*What the exercise asks*:
Go through the lines below and copy each one that holds the string "Option".

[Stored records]
┄┄┄┄┄┄

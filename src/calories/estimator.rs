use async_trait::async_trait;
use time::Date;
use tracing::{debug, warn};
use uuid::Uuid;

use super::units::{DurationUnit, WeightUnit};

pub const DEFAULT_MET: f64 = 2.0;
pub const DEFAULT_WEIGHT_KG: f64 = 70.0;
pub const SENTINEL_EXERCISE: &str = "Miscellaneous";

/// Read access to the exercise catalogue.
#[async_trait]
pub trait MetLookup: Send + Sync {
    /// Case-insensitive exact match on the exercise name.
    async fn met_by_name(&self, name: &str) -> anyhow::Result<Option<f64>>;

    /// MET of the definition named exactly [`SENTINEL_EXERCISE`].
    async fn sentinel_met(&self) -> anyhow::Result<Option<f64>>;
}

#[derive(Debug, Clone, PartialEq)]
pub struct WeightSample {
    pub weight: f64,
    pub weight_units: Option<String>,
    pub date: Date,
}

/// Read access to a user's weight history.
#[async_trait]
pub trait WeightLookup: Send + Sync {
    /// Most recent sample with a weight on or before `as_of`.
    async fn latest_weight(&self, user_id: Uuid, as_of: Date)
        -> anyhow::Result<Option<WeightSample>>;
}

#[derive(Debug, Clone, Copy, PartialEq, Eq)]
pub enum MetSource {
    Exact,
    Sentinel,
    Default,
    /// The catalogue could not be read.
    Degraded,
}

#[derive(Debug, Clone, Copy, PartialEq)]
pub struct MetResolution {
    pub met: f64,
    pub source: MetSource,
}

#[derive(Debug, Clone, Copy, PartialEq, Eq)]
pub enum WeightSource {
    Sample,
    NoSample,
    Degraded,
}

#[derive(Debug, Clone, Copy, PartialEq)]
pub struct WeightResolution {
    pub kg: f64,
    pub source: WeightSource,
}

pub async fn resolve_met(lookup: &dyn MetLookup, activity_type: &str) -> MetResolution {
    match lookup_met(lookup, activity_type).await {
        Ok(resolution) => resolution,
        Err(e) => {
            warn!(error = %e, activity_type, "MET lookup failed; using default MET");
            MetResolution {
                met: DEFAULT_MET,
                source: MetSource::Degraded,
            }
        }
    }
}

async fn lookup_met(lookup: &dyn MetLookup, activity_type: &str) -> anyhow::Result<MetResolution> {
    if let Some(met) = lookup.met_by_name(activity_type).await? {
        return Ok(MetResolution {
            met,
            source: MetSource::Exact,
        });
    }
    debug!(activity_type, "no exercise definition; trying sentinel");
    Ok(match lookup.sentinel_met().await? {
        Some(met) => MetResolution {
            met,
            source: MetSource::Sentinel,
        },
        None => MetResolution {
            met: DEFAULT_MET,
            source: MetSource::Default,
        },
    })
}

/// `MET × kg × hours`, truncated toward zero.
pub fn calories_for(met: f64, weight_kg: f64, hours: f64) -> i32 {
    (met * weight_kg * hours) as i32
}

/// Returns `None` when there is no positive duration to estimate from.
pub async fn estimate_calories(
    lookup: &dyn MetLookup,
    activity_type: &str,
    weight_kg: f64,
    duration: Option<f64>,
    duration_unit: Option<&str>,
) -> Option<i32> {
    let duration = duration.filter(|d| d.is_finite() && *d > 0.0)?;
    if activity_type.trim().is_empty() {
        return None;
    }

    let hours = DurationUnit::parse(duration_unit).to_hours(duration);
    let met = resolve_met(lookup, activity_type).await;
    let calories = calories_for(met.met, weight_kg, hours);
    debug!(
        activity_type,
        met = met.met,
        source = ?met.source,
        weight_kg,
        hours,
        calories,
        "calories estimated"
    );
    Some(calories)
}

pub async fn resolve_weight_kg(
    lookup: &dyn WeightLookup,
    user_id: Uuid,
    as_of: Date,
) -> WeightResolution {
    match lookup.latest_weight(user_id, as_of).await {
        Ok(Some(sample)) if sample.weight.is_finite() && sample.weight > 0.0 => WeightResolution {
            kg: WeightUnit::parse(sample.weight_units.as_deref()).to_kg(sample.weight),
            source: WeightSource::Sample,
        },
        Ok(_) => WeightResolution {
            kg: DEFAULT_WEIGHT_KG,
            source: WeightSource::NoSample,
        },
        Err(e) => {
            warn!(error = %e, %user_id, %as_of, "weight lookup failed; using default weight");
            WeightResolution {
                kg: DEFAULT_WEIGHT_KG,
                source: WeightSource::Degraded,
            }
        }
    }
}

┄┄┄┄┄┄

*Solution*:
    async fn met_by_name(&self, name: &str) -> anyhow::Result<Option<f64>>;
    async fn sentinel_met(&self) -> anyhow::Result<Option<f64>>;
    pub weight_units: Option<String>,
        -> anyhow::Result<Option<WeightSample>>;
    duration: Option<f64>,
    duration_unit: Option<&str>,
) -> Option<i32> {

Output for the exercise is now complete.